If this report is true and the science valid, then it’s indeed a major breakthrough:

A common food bug picked up in childhood may be fueling a colon cancer epidemic in young people, according to a bombshell study.
Colorectal (bowel) cancer, long considered a disease of old age, is increasingly striking people in their 20s, 30s and 40s in the US and UK in a phenomenon that has baffled doctors.

According to the latest data, early-onset colon cancer diagnoses in the US are expected to rise by 90 percent in people 20 to 34 years old between 2010 and 2030.  In teens, rates have surged 500 percent since the early 2000s.  

Now, researchers at the University of California San Diego believe they’ve found a potential culprit: E. coli colibactin, a foodborne bacteria that infects around 75,000-90,000 Americans each year and at least 1,500 Britons.

So where does this evil little bugger likely come from?

The most common source of E. Coli is undercooked ground beef, where bacteria can spread during processing. But leafy greens like romaine and spinach are another major culprit, often contaminated in the field through tainted water or contact with livestock.

Raw milk and other unpasteurized dairy products also pose a risk, along with raw produce like apples, cucumbers, and especially sprouts — which provide the perfect warm, moist environment for bacteria to thrive.

E. Coli can also sneak in through contaminated water, which may be used to irrigate crops or clean equipment, and poor kitchen hygiene can help it spread to other foods like poultry.

Wash and clean yer foods, folks.


And if that isn’t enough to frighten you, there’s always chicken.

Cue Joe Jackson’s cheerful little ditty.

Well THAT Explains It (Ignore)

I’ve looked askance at several of Chief Justice John Roberts’s activities in the past — first, and most notably, his decision that ObamaCare was actually a “tax” and not an un-Constitutional prescriptive power grab over the lives of U.S. citizens — and since then, several of his votes on Supreme Court decisions have made me furrow my brow.  Here’s one example:

The Supreme Court on Friday let the Trump administration temporarily suspend $65 million in teacher-training grants that the government contends would promote diversity, equity and inclusion initiatives, an early victory for the administration in front of the justices.

The decision was 5 to 4, with five of the court’s conservatives — Justices Amy Coney Barrett, Neil M. Gorsuch, Clarence Thomas, Samuel A. Alito Jr. and Brett M. Kavanaugh — in the majority. Chief Justice John G. Roberts Jr. voted with the court’s three liberal justices in dissent.

Some commentators have asked the question:  “Does someone have something on Judge Roberts?”  as an answer to these of his decisions — what we used to call the “sex photos with a dead animal or child”  kind of blackmail.

In fact, the answer is a lot simpler, and far less salacious.

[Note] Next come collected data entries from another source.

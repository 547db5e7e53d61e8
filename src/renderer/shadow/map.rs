//! Single-map shadow strategy.
//!
//! One depth map covering a fixed-radius orthographic volume around the world
//! origin. Much cheaper than cascades and good enough for small scenes where
//! everything interesting sits near the origin.

use crate::{
    math::Rect,
    renderer::{
        cache::GeometryCache,
        error::RendererError,
        framework::{
            framebuffer::{
                Attachment, AttachmentKind, ColorMask, CompareFunc, CullFace, DrawParameters,
                SharedFrameBuffer,
            },
            gpu_program::{SharedGpuProgram, UniformLocation, UniformValue},
            gpu_texture::{GpuTextureDescriptor, GpuTextureKind, PixelKind, SharedGpuTexture},
            server::SharedGraphicsServer,
        },
        RenderPassStatistics, SurfaceInstance,
    },
    scene::light::DirectionalLight,
};
use nalgebra::{Matrix4, Point3};

use super::csm::light_up_vector;

/// An immutable snapshot of the rendered single shadow map.
#[derive(Clone)]
pub struct SingleShadowMap {
    /// Light view-projection the map was rendered with.
    pub view_projection: Matrix4<f32>,
    /// Depth texture holding the map.
    pub texture: SharedGpuTexture,
}

/// Renders one directional shadow map over a fixed world-space volume.
pub struct ShadowMapRenderer {
    framebuffer: SharedFrameBuffer,
    texture: SharedGpuTexture,
    program: SharedGpuProgram,
    world_view_projection: UniformLocation,
    size: usize,
}

impl ShadowMapRenderer {
    /// Allocates the depth target and program.
    pub fn new(server: &SharedGraphicsServer, size: usize) -> Result<Self, RendererError> {
        let size = size.max(2);
        let texture = server.create_texture(GpuTextureDescriptor::render_target(
            GpuTextureKind::Rectangle {
                width: size,
                height: size,
            },
            PixelKind::D32F,
        ))?;
        let framebuffer = server.create_frame_buffer(
            Some(Attachment {
                kind: AttachmentKind::Depth,
                texture: texture.clone(),
            }),
            Vec::new(),
        )?;
        let program = server.create_program(
            "ShadowMapShader",
            include_str!("../shaders/shadow_map_vs.glsl"),
            include_str!("../shaders/shadow_map_fs.glsl"),
        )?;
        let world_view_projection = program.uniform_location("worldViewProjection")?;

        Ok(Self {
            framebuffer,
            texture,
            program,
            world_view_projection,
            size,
        })
    }

    /// The depth texture the map is rendered into, for diagnostic display.
    pub fn texture(&self) -> &SharedGpuTexture {
        &self.texture
    }

    /// Renders the map. The light observes the origin from
    /// `-direction * world_radius`; the orthographic volume is a cube of half
    /// extent `world_radius`. Geometry filtering matches the cascaded pass.
    pub fn render(
        &self,
        light: &DirectionalLight,
        instances: &[SurfaceInstance],
        geometry_cache: &mut GeometryCache,
        world_radius: f32,
    ) -> Result<(SingleShadowMap, RenderPassStatistics), RendererError> {
        let mut statistics = RenderPassStatistics::default();

        let r = world_radius.max(f32::EPSILON);
        let direction = light.direction();
        let view = Matrix4::look_at_rh(
            &Point3::from(-direction * r),
            &Point3::origin(),
            &light_up_vector(direction),
        );
        let projection = Matrix4::new_orthographic(-r, r, -r, r, 0.0, 2.0 * r);
        let view_projection = projection * view;

        let viewport = Rect::new(0, 0, self.size as i32, self.size as i32);
        self.framebuffer.clear(viewport, None, Some(1.0), None);

        for instance in instances {
            if !instance.material.casts_shadows() {
                continue;
            }

            let geometry = geometry_cache.get(&instance.data)?;
            statistics += self.framebuffer.draw(
                &geometry,
                viewport,
                &self.program,
                &DrawParameters {
                    cull_face: if instance.material.double_sided {
                        None
                    } else {
                        Some(CullFace::Front)
                    },
                    color_write: ColorMask::all(false),
                    depth_write: true,
                    depth_test: Some(CompareFunc::Less),
                    stencil_test: None,
                    blend: None,
                },
                &[(
                    self.world_view_projection.clone(),
                    UniformValue::Matrix4(view_projection * instance.world),
                )],
            );
        }

        Ok((
            SingleShadowMap {
                view_projection,
                texture: self.texture.clone(),
            },
            statistics,
        ))
    }
}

Investigative journalist Bad Kitty Unleashed reported on Thursday that Supreme Court Chief Justice John Roberts is involved in an invite-only club for elite judges in Washington, DC.

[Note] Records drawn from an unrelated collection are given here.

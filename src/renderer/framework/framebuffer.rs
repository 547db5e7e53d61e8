//! Frame buffer interface and per-draw pipeline state.
//!
//! Every draw call carries its complete pipeline state in [`DrawParameters`],
//! so no state can leak from one pass into the next.

use crate::{
    color::Color,
    math::Rect,
    renderer::framework::{
        geometry_buffer::SharedGeometryBuffer,
        gpu_program::{SharedGpuProgram, UniformLocation, UniformValue},
        gpu_texture::SharedGpuTexture,
    },
};
use std::{any::Any, rc::Rc};

/// Which triangle faces are discarded.
#[derive(Copy, Clone, Debug, PartialEq, Eq, Hash)]
pub enum CullFace {
    /// Discard back faces.
    Back,
    /// Discard front faces.
    Front,
}

/// Per-channel color write mask.
#[derive(Copy, Clone, Debug, PartialEq, Eq, Hash)]
pub struct ColorMask {
    /// Write red.
    pub red: bool,
    /// Write green.
    pub green: bool,
    /// Write blue.
    pub blue: bool,
    /// Write alpha.
    pub alpha: bool,
}

impl ColorMask {
    /// Mask with every channel set to `value`.
    pub fn all(value: bool) -> Self {
        Self {
            red: value,
            green: value,
            blue: value,
            alpha: value,
        }
    }
}

impl Default for ColorMask {
    fn default() -> Self {
        Self::all(true)
    }
}

/// Comparison function for depth and stencil tests.
#[derive(Copy, Clone, Debug, PartialEq, Eq, Hash)]
pub enum CompareFunc {
    /// Never passes.
    Never,
    /// Passes when incoming < stored.
    Less,
    /// Passes when incoming == stored.
    Equal,
    /// Passes when incoming <= stored.
    LessOrEqual,
    /// Passes when incoming > stored.
    Greater,
    /// Passes when incoming != stored.
    NotEqual,
    /// Passes when incoming >= stored.
    GreaterOrEqual,
    /// Always passes.
    Always,
}

/// Blend factor.
#[derive(Copy, Clone, Debug, PartialEq, Eq, Hash)]
pub enum BlendFactor {
    /// Zero.
    Zero,
    /// One.
    One,
    /// Source alpha.
    SrcAlpha,
    /// One minus source alpha.
    OneMinusSrcAlpha,
}

/// Source and destination blend factors.
#[derive(Copy, Clone, Debug, PartialEq, Eq, Hash)]
pub struct BlendFunc {
    /// Factor applied to the incoming color.
    pub sfactor: BlendFactor,
    /// Factor applied to the stored color.
    pub dfactor: BlendFactor,
}

impl BlendFunc {
    /// Additive blending: `src * 1 + dst * 1`.
    pub fn additive() -> Self {
        Self {
            sfactor: BlendFactor::One,
            dfactor: BlendFactor::One,
        }
    }

    /// Standard alpha blending.
    pub fn alpha() -> Self {
        Self {
            sfactor: BlendFactor::SrcAlpha,
            dfactor: BlendFactor::OneMinusSrcAlpha,
        }
    }
}

/// Stencil test configuration.
#[derive(Copy, Clone, Debug, PartialEq, Eq, Hash)]
pub struct StencilFunc {
    /// Comparison function.
    pub func: CompareFunc,
    /// Reference value.
    pub ref_value: u32,
    /// Bit mask applied to both sides of the comparison.
    pub mask: u32,
}

impl Default for StencilFunc {
    fn default() -> Self {
        Self {
            func: CompareFunc::Always,
            ref_value: 0,
            mask: u32::MAX,
        }
    }
}

/// Complete pipeline state for one draw call.
#[derive(Clone, Debug, PartialEq)]
pub struct DrawParameters {
    /// Face culling; `None` renders both faces.
    pub cull_face: Option<CullFace>,
    /// Color channel write mask.
    pub color_write: ColorMask,
    /// Whether the draw writes depth.
    pub depth_write: bool,
    /// Depth test function; `None` disables the test entirely.
    pub depth_test: Option<CompareFunc>,
    /// Stencil test; `None` disables it.
    pub stencil_test: Option<StencilFunc>,
    /// Blending; `None` overwrites the destination.
    pub blend: Option<BlendFunc>,
}

impl Default for DrawParameters {
    fn default() -> Self {
        Self {
            cull_face: Some(CullFace::Back),
            color_write: ColorMask::default(),
            depth_write: true,
            depth_test: Some(CompareFunc::Less),
            stencil_test: None,
            blend: None,
        }
    }
}

/// Role of a framebuffer attachment.
#[derive(Copy, Clone, Debug, PartialEq, Eq, Hash)]
pub enum AttachmentKind {
    /// Color target.
    Color,
    /// Depth-only target.
    Depth,
    /// Combined depth-stencil target.
    DepthStencil,
}

/// A texture attached to a framebuffer.
#[derive(Clone)]
pub struct Attachment {
    /// Role of the attachment.
    pub kind: AttachmentKind,
    /// Backing texture.
    pub texture: SharedGpuTexture,
}

/// What a single draw call amounted to.
#[derive(Copy, Clone, Debug, Default, PartialEq, Eq)]
pub struct DrawCallStatistics {
    /// Triangles submitted.
    pub triangles: usize,
}

/// A render target living on the server.
pub trait FrameBuffer: Any {
    /// Color attachments in attachment order.
    fn color_attachments(&self) -> Vec<Attachment>;
    /// Depth(-stencil) attachment, if any.
    fn depth_attachment(&self) -> Option<Attachment>;
    /// Clears the given viewport region. `None` leaves a channel untouched.
    fn clear(
        &self,
        viewport: Rect,
        color: Option<Color>,
        depth: Option<f32>,
        stencil: Option<i32>,
    );
    /// Draws geometry with the given program, complete pipeline state and
    /// uniform bindings.
    fn draw(
        &self,
        geometry: &SharedGeometryBuffer,
        viewport: Rect,
        program: &SharedGpuProgram,
        params: &DrawParameters,
        uniforms: &[(UniformLocation, UniformValue)],
    ) -> DrawCallStatistics;
    /// Backend-specific self access.
    fn as_any(&self) -> &dyn Any;
}

/// Shared handle to a framebuffer.
pub type SharedFrameBuffer = Rc<dyn FrameBuffer>;
//! Geometry pass.
//!
//! Fills the G-buffer: albedo (with metallic in alpha), world-space normal
//! (with roughness in alpha), emissive, and depth-stencil. Alpha-blended
//! surfaces have no meaningful G-buffer entry and are skipped; transparency
//! is covered by the particle pass.

use crate::{
    color::Color,
    math::{aabb::AxisAlignedBoundingBox, Rect},
    renderer::{
        cache::GeometryCache,
        error::RendererError,
        framework::{
            framebuffer::{
                Attachment, AttachmentKind, CompareFunc, CullFace, DrawParameters,
                SharedFrameBuffer,
            },
            gpu_program::{SharedGpuProgram, UniformLocation, UniformValue},
            gpu_texture::{GpuTextureDescriptor, GpuTextureKind, PixelKind, SharedGpuTexture},
            server::SharedGraphicsServer,
        },
        RenderPassStatistics, SurfaceInstance,
    },
    scene::{
        camera::Camera,
        material::{AlphaMode, FallbackTextures, MaterialSlots},
    },
};
use nalgebra::Point3;

/// The G-buffer and the geometry pass that fills it.
pub struct GBuffer {
    framebuffer: SharedFrameBuffer,
    color_texture: SharedGpuTexture,
    normal_texture: SharedGpuTexture,
    emissive_texture: SharedGpuTexture,
    depth_texture: SharedGpuTexture,
    program: SharedGpuProgram,
    world_matrix: UniformLocation,
    world_view_projection: UniformLocation,
    alpha_mask: UniformLocation,
    material_slots: MaterialSlots,
    width: usize,
    height: usize,
}

impl GBuffer {
    /// Allocates the render targets and the geometry program at the given
    /// resolution.
    pub fn new(
        server: &SharedGraphicsServer,
        width: usize,
        height: usize,
    ) -> Result<Self, RendererError> {
        let rectangle = GpuTextureKind::Rectangle { width, height };

        let color_texture =
            server.create_texture(GpuTextureDescriptor::render_target(rectangle, PixelKind::RGBA8))?;
        let normal_texture = server
            .create_texture(GpuTextureDescriptor::render_target(rectangle, PixelKind::RGBA16F))?;
        let emissive_texture = server
            .create_texture(GpuTextureDescriptor::render_target(rectangle, PixelKind::RGB16F))?;
        let depth_texture = server
            .create_texture(GpuTextureDescriptor::render_target(rectangle, PixelKind::D24S8))?;

        let framebuffer = server.create_frame_buffer(
            Some(Attachment {
                kind: AttachmentKind::DepthStencil,
                texture: depth_texture.clone(),
            }),
            vec![
                Attachment {
                    kind: AttachmentKind::Color,
                    texture: color_texture.clone(),
                },
                Attachment {
                    kind: AttachmentKind::Color,
                    texture: normal_texture.clone(),
                },
                Attachment {
                    kind: AttachmentKind::Color,
                    texture: emissive_texture.clone(),
                },
            ],
        )?;

        let program = server.create_program(
            "GBufferShader",
            include_str!("shaders/gbuffer_vs.glsl"),
            include_str!("shaders/gbuffer_fs.glsl"),
        )?;

        let material_slots = MaterialSlots {
            base_color: program.uniform_location("baseColor")?,
            diffuse_texture: (program.uniform_location("diffuseTexture")?, 0),
            normal_texture: (program.uniform_location("normalTexture")?, 1),
            orm_texture: (program.uniform_location("ormTexture")?, 2),
            emissive_texture: (program.uniform_location("emissiveTexture")?, 3),
            emissive_strength: program.uniform_location("emissiveStrength")?,
        };

        Ok(Self {
            world_matrix: program.uniform_location("worldMatrix")?,
            world_view_projection: program.uniform_location("worldViewProjection")?,
            alpha_mask: program.uniform_location("alphaMask")?,
            framebuffer,
            color_texture,
            normal_texture,
            emissive_texture,
            depth_texture,
            program,
            material_slots,
            width,
            height,
        })
    }

    /// The framebuffer, the depth blit source for later passes.
    pub fn framebuffer(&self) -> &SharedFrameBuffer {
        &self.framebuffer
    }

    /// Albedo + metallic target.
    pub fn color_texture(&self) -> &SharedGpuTexture {
        &self.color_texture
    }

    /// Normal + roughness target.
    pub fn normal_texture(&self) -> &SharedGpuTexture {
        &self.normal_texture
    }

    /// Emissive target.
    pub fn emissive_texture(&self) -> &SharedGpuTexture {
        &self.emissive_texture
    }

    /// Depth-stencil target.
    pub fn depth_texture(&self) -> &SharedGpuTexture {
        &self.depth_texture
    }

    fn viewport(&self) -> Rect {
        Rect::new(0, 0, self.width as i32, self.height as i32)
    }

    /// Clears the targets and draws every visible opaque/masked surface with
    /// full material bindings. Surfaces are frustum-culled against the camera
    /// using their world-space bounds.
    pub fn fill(
        &self,
        camera: &Camera,
        instances: &[SurfaceInstance],
        geometry_cache: &mut GeometryCache,
        fallback: &FallbackTextures,
    ) -> Result<RenderPassStatistics, RendererError> {
        let mut statistics = RenderPassStatistics::default();

        let viewport = self.viewport();
        self.framebuffer
            .clear(viewport, Some(Color::TRANSPARENT), Some(1.0), Some(0));

        let frustum = camera.frustum();
        let view_projection = camera.view_projection_matrix();

        for instance in instances {
            if instance.material.alpha_mode == AlphaMode::Blend {
                continue;
            }

            let local_corners = instance.data.bounding_box().corners();
            let world_bounds = AxisAlignedBoundingBox::from_points(
                &local_corners
                    .map(|corner| instance.world.transform_point(&Point3::from(corner)).coords),
            );
            if !frustum.is_intersects_aabb(&world_bounds) {
                continue;
            }

            let mut uniforms = vec![
                (
                    self.world_matrix.clone(),
                    UniformValue::Matrix4(instance.world),
                ),
                (
                    self.world_view_projection.clone(),
                    UniformValue::Matrix4(view_projection * instance.world),
                ),
                (
                    self.alpha_mask.clone(),
                    UniformValue::Bool(instance.material.alpha_mode == AlphaMode::Mask),
                ),
            ];
            instance
                .material
                .apply_to(&self.material_slots, fallback, &mut uniforms);

            let geometry = geometry_cache.get(&instance.data)?;
            statistics += self.framebuffer.draw(
                &geometry,
                viewport,
                &self.program,
                &DrawParameters {
                    cull_face: if instance.material.double_sided {
                        None
                    } else {
                        Some(CullFace::Back)
                    },
                    depth_write: true,
                    depth_test: Some(CompareFunc::Less),
                    ..Default::default()
                },
                &uniforms,
            );
        }

        Ok(statistics)
    }
}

The elitist club America Inns of Court also includes the radical America-hating judges James Boasberg, Beryl Howell, Ketanji Brown Jackson, and Amit Mehta—all hard-left judges and Trump-haters.

Go ahead and read the whole thing.  It will explain exactly why Roberts has voted the way he has.

I don’t know what the solution is — there’s that “freedom of association” thing in the Constitution —  but what it basically means is that the nominally-conservative Chief Justice is in thrall to the hard Left judiciary in this country, and there doesn’t seem to be a whole lot we can do about it.

I think I’d have preferred the photos.